And Hollywood award season in bloom. But this year's Gold Globes were likely be striking a different tone. These stories ahead here on CNN NEWSROOM. Thank you for joining us.
I'm Natalie Allen.
Our top story, U.S. President Donald Trump wants everyone to know he is very smart, a genius even. Author Michael Wolff paints an embarrassing portrait of the President in the new tell-all book, "Fire and Fury." It suggests that Mr. Trump lacks the intelligence and temperament to lead the U.S.
The President quickly denounced the book as phony and full of lies, but early Saturday, he went further. In a series of tweets, he argued that his path from businessman to TV star to president qualified him as a very stable genius.
Here's what he said Saturday.
(BEGIN AUDIO CLIP)
DONALD TRUMP, PRESIDENT OF THE UNITED STATES: I went to the best colleges for college. I went to a -- I had a situation where I was a very excellent student, came out, made billions and billions of dollars, became one of the top business people, went to television and for 10 years was a tremendous success, as you probably have heard, ran for president one time and won.
(END AUDIO CLIP)
ALLEN: Complaining about the bestseller was not the only thing on the President's agenda on Saturday.

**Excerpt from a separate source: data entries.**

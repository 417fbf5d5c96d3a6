use std::env;
use std::path::Path;

use anyhow::{anyhow, Context, Result};

use crystal_object::{register_builtins, Object, ObjectFactory, ResourceManager, Scene};

fn main() {
    env_logger::init();
    if let Err(err) = run() {
        eprintln!("Error: {err:?}");
        std::process::exit(1);
    }
}

fn run() -> Result<()> {
    let options = CliOptions::parse()?;

    let mut factory = ObjectFactory::new();
    register_builtins(factory.registry_mut());
    let mut resources = match Path::new(&options.path).parent() {
        Some(dir) if !dir.as_os_str().is_empty() => ResourceManager::with_root(dir),
        _ => ResourceManager::new(),
    };

    let mut scene = Scene::load_file(&options.path, &mut factory, &mut resources)
        .with_context(|| format!("failed to load scene {}", options.path))?;

    println!("Loaded scene with {} objects", scene.objects.len());
    for object in &scene.objects {
        let guard = object.read();
        println!(
            " - {} ({}) uuid={}",
            guard.name(),
            guard.class_name(),
            guard.uuid()
        );
    }

    if options.duplicate {
        let copies: Vec<_> = scene
            .objects
            .iter()
            .map(|object| factory.duplicate(object))
            .collect();
        println!("Duplicated {} object(s):", copies.len());
        for (source, copy) in scene.objects.iter().zip(&copies) {
            println!(
                " - {} uuid={} -> uuid={}",
                source.read().name(),
                source.read().uuid(),
                copy.read().uuid()
            );
        }
        scene.objects.extend(copies);
    }

    if let Some(path) = &options.save {
        scene
            .save_file(path, &factory, &mut resources)
            .with_context(|| format!("failed to save scene {path}"))?;
        println!("Saved scene to {path}");
    }

    Ok(())
}

struct CliOptions {
    path: String,
    duplicate: bool,
    save: Option<String>,
}

impl CliOptions {
    fn parse() -> Result<Self> {
        let mut args = env::args().skip(1);
        let Some(path) = args.next() else {
            return Err(anyhow!(
                "Usage: crystal-object <scene.json> [--duplicate] [--save <path>]"
            ));
        };
        let mut duplicate = false;
        let mut save = None;
        while let Some(arg) = args.next() {
            match arg.as_str() {
                "--duplicate" => duplicate = true,
                "--save" => {
                    save = Some(
                        args.next()
                            .ok_or_else(|| anyhow!("--save expects a file path"))?,
                    );
                }
                other => {
                    return Err(anyhow!(
                        "Unknown argument: {other}. Expected --duplicate or --save <path>"
                    ));
                }
            }
        }
        Ok(Self {
            path,
            duplicate,
            save,
        })
    }
}
fn serialize_property(
    host: &mut dyn Reflected,
    property: &PropertyDescriptor,
    direction: Direction,
    doc: &mut DocObject,
    registry: &TypeRegistry,
    resources: &mut ResourceManager,
) {
    match property.tag {
        TypeTag::Bool => {
            if let PropertyStorage::Bool(access) = &property.storage {
                sync_field(access, host, property.name, direction, doc, doc::read_bool, |v| {
                    Value::Bool(*v)
                });
            } else {
                storage_mismatch(property);
            }
        }
        TypeTag::Int32 => {
            if let PropertyStorage::Int32(access) = &property.storage {
                sync_field(access, host, property.name, direction, doc, doc::read_int32, |v| {
                    Value::from(*v)
                });
            } else {
                storage_mismatch(property);
            }
        }
        TypeTag::Float => {
            if let PropertyStorage::Float(access) = &property.storage {
                sync_field(access, host, property.name, direction, doc, doc::read_float, |v| {
                    doc::float_value(*v)
                });
            } else {
                storage_mismatch(property);
            }
        }
        TypeTag::Vector3 => {
            if let PropertyStorage::Vector3(access) = &property.storage {
                sync_field(access, host, property.name, direction, doc, doc::read_vec3, |v| {
                    doc::vec3_value(*v)
                });
            } else {
                storage_mismatch(property);
            }
        }
        TypeTag::LinearColor => {
            if let PropertyStorage::Color(access) = &property.storage {
                sync_field(
                    access,
                    host,
                    property.name,
                    direction,
                    doc,
                    |d, k| doc::read_vec4(d, k).map(LinearColor::from_array),
                    |v| doc::vec4_value(v.to_array()),
                );
            } else {
                storage_mismatch(property);
            }
        }
        TypeTag::String => {
            if let PropertyStorage::String(access) = &property.storage {
                sync_field(access, host, property.name, direction, doc, doc::read_string, |v| {
                    Value::String(v.clone())
                });
            } else {
                storage_mismatch(property);
            }
        }
        TypeTag::Name => {
            if let PropertyStorage::Name(access) = &property.storage {
                sync_field(
                    access,
                    host,
                    property.name,
                    direction,
                    doc,
                    |d, k| doc::read_string(d, k).map(Name::from),
                    |v| Value::String(v.as_str().to_string()),
                );
            } else {
                storage_mismatch(property);
            }
        }
        TypeTag::Enum => {
            if let PropertyStorage::Enum(access) = &property.storage {
                match direction {
                    Direction::Load => {
                        if let Some(ordinal) = doc::read_int32(doc, property.name) {
                            access.set_ordinal(host, ordinal);
                        }
                    }
                    Direction::Save => {
                        if let Some(ordinal) = access.ordinal(host) {
                            doc.insert(property.name.to_string(), Value::from(ordinal));
                        }
                    }
                }
            } else {
                storage_mismatch(property);
            }
        }
        TypeTag::Asset(kind) => {
            if let PropertyStorage::Asset(access) = &property.storage {
                match direction {
                    Direction::Load => {
                        if let Some(path) = doc::read_string(doc, property.name) {
                            let resolved = if path.is_empty() {
                                None
                            } else {
                                resources.load(kind, &path)
                            };
                            if let Some(slot) = access.get_mut(host) {
                                *slot = resolved;
                            }
                        }
                    }
                    Direction::Save => {
                        if let Some(reference) = access.get(host) {
                            let path = reference
                                .as_ref()
                                .map(|asset| asset.path().to_string())
                                .unwrap_or_default();
                            doc.insert(property.name.to_string(), Value::String(path));
                        }
                    }
                }
            } else {
                storage_mismatch(property);
            }
        }
        TypeTag::Curve => {
            if let PropertyStorage::Curve(access) = &property.storage {
                sync_field(access, host, property.name, direction, doc, doc::read_vec4, |v| {
                    doc::vec4_value(*v)
                });
            } else {
                storage_mismatch(property);
            }
        }
        TypeTag::Array => {
            let Some(inner) = property.inner else {
                warn!("array property {} has no element kind, skipping", property.name);
                return;
            };
            match (inner, &property.storage) {
                (TypeTag::Bool, PropertyStorage::BoolArray(access)) => {
                    sync_array(access, host, property.name, direction, doc, |node| node.as_bool(), |v| {
                        Value::Bool(*v)
                    });
                }
                (TypeTag::Int32, PropertyStorage::Int32Array(access)) => {
                    sync_array(
                        access,
                        host,
                        property.name,
                        direction,
                        doc,
                        |node| node.as_i64().map(|v| v as i32),
                        |v| Value::from(*v),
                    );
                }
                (TypeTag::Float, PropertyStorage::FloatArray(access)) => {
                    sync_array(
                        access,
                        host,
                        property.name,
                        direction,
                        doc,
                        |node| node.as_f64().map(|v| v as f32),
                        |v| doc::float_value(*v),
                    );
                }
                (TypeTag::String, PropertyStorage::StringArray(access)) => {
                    sync_array(
                        access,
                        host,
                        property.name,
                        direction,
                        doc,
                        |node| node.as_str().map(str::to_string),
                        |v| Value::String(v.clone()),
                    );
                }
                (TypeTag::Asset(AssetKind::Sound), PropertyStorage::SoundArray(access)) => {
                    sync_array(
                        access,
                        host,
                        property.name,
                        direction,
                        doc,
                        |node| {
                            node.as_str().map(|path| {
                                if path.is_empty() {
                                    None
                                } else {
                                    resources.load(AssetKind::Sound, path)
                                }
                            })
                        },
                        |v| {
                            let path = v
                                .as_ref()
                                .map(|asset| asset.path().to_string())
                                .unwrap_or_default();
                            Value::String(path)
                        },
                    );
                }
                _ => {
                    warn!(
                        "array property {} has unsupported element kind {:?}, skipping",
                        property.name, inner
                    );
                }
            }
        }
        TypeTag::Map => {
            let (Some(key), Some(inner)) = (property.key, property.inner) else {
                warn!("map property {} has no key/value kinds, skipping", property.name);
                return;
            };
            match (key, inner, &property.storage) {
                (TypeTag::String, TypeTag::Int32, PropertyStorage::StringInt32Map(access)) => {
                    sync_map(
                        access,
                        host,
                        property.name,
                        direction,
                        doc,
                        string_key,
                        String::clone,
                        |node| node.as_i64().map(|v| v as i32),
                        |v| Value::from(*v),
                    );
                }
                (TypeTag::String, TypeTag::Float, PropertyStorage::StringFloatMap(access)) => {
                    sync_map(
                        access,
                        host,
                        property.name,
                        direction,
                        doc,
                        string_key,
                        String::clone,
                        |node| node.as_f64().map(|v| v as f32),
                        |v| doc::float_value(*v),
                    );
                }
                (TypeTag::String, TypeTag::String, PropertyStorage::StringStringMap(access)) => {
                    sync_map(
                        access,
                        host,
                        property.name,
                        direction,
                        doc,
                        string_key,
                        String::clone,
                        |node| node.as_str().map(str::to_string),
                        |v| Value::String(v.clone()),
                    );
                }
                (TypeTag::String, TypeTag::Bool, PropertyStorage::StringBoolMap(access)) => {
                    sync_map(
                        access,
                        host,
                        property.name,
                        direction,
                        doc,
                        string_key,
                        String::clone,
                        |node| node.as_bool(),
                        |v| Value::Bool(*v),
                    );
                }
                (TypeTag::Int32, TypeTag::String, PropertyStorage::Int32StringMap(access)) => {
                    sync_map(
                        access,
                        host,
                        property.name,
                        direction,
                        doc,
                        |raw| raw.parse::<i32>().ok(),
                        |key| key.to_string(),
                        |node| node.as_str().map(str::to_string),
                        |v| Value::String(v.clone()),
                    );
                }
                _ => {
                    warn!(
                        "map property {} has unsupported key/value kinds {:?}/{:?}, skipping",
                        property.name, key, inner
                    );
                }
            }
        }
        TypeTag::Struct => {
            let Some(struct_name) = property.struct_name else {
                warn!("aggregate property {} has no type name, skipping", property.name);
                return;
            };
            let Some(descriptor) = registry.find_struct(struct_name) else {
                warn!(
                    "aggregate property {} has unknown type {struct_name}, skipping",
                    property.name
                );
                return;
            };
            let PropertyStorage::Aggregate(access) = &property.storage else {
                storage_mismatch(property);
                return;
            };
            match direction {
                Direction::Load => {
                    let Some(source) = doc::read_object(doc, property.name) else {
                        return;
                    };
                    let mut nested_doc = source.clone();
                    let Some(nested) = access.get_mut(host) else {
                        return;
                    };
                    for nested_property in descriptor.properties() {
                        serialize_property(
                            nested,
                            nested_property,
                            Direction::Load,
                            &mut nested_doc,
                            registry,
                            resources,
                        );
                    }
                }
                Direction::Save => {
                    let Some(nested) = access.get_mut(host) else {
                        return;
                    };
                    let mut nested_doc = DocObject::new();
                    for nested_property in descriptor.properties() {
                        serialize_property(
                            nested,
                            nested_property,
                            Direction::Save,
                            &mut nested_doc,
                            registry,
                            resources,
                        );
                    }
                    doc.insert(property.name.to_string(), Value::Object(nested_doc));
                }
            }
        }
        TypeTag::Object => {
            // Generic object references are not persisted; only asset
            // references serialize, by path.
        }
    }
}
use std::fmt;
use std::hash::{Hash, Hasher};
use std::sync::Arc;

/// Human-readable identifier with case-insensitive comparison semantics.
///
/// Display preserves the text the name was created with; equality and
/// hashing fold ASCII case so `"Sun"` and `"sun"` refer to the same name.
#[derive(Clone)]
pub struct Name {
    display: Arc<str>,
}

impl Name {
    pub fn new(text: impl AsRef<str>) -> Self {
        Self {
            display: Arc::from(text.as_ref()),
        }
    }

    /// The empty name.
    pub fn none() -> Self {
        Self {
            display: Arc::from(""),
        }
    }

    pub fn as_str(&self) -> &str {
        &self.display
    }

    pub fn is_none(&self) -> bool {
        self.display.is_empty()
    }
}

impl Default for Name {
    fn default() -> Self {
        Self::none()
    }
}

impl PartialEq for Name {
    fn eq(&self, other: &Self) -> bool {
        self.display.eq_ignore_ascii_case(&other.display)
    }
}

impl Eq for Name {}

impl Hash for Name {
    fn hash<H: Hasher>(&self, state: &mut H) {
        for byte in self.display.bytes() {
            state.write_u8(byte.to_ascii_lowercase());
        }
    }
}

impl PartialEq<str> for Name {
    fn eq(&self, other: &str) -> bool {
        self.display.eq_ignore_ascii_case(other)
    }
}

impl PartialEq<&str> for Name {
    fn eq(&self, other: &&str) -> bool {
        self.display.eq_ignore_ascii_case(other)
    }
}

impl fmt::Display for Name {
    fn fmt(&self, f: &mut fmt::Formatter<'_>) -> fmt::Result {
        f.write_str(&self.display)
    }
}

impl fmt::Debug for Name {
    fn fmt(&self, f: &mut fmt::Formatter<'_>) -> fmt::Result {
        write!(f, "Name({:?})", &*self.display)
    }
}

impl From<&str> for Name {
    fn from(text: &str) -> Self {
        Self::new(text)
    }
}

impl From<String> for Name {
    fn from(text: String) -> Self {
        Self::new(text)
    }
}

He's been conducting business with Republican leaders at Camp David, the presidential retreat in Maryland. For more on that, here's CNN's Boris Sanchez.
BORIS SANCHEZ, CNN WHITE HOUSE CORRESPONDENT: The President making news on multiple fronts today, not only saying that he backs his attorney general just one day after some Congressional Republicans called for a new attorney general, but also praising direct talks between North and South Korea and sending a message to Democrats saying that the legal status of Dreamers, DACA would not be resolved unless he got funding for his border wall. All of that being overshadowed by President being forced to defend his own mental state, his own mental condition. He's clearly taking the comments being made by Michael Wolff, the author of "Fire and Fury," personally. Wolff saying that the President has lost it, going as far as to say that 100% of the people around the President has questioned his fitness for office.
The President fighting back, saying that Michael Wolff is a fraud and that what he's done with his books is a disgrace. Also refuting the idea that he was interviewed by Michael Wolff for about three hours. And as he was asked about his early morning tweets on Saturday, taking a shot at his former chief strategist Steve Bannon calling him "Sloppy Steve."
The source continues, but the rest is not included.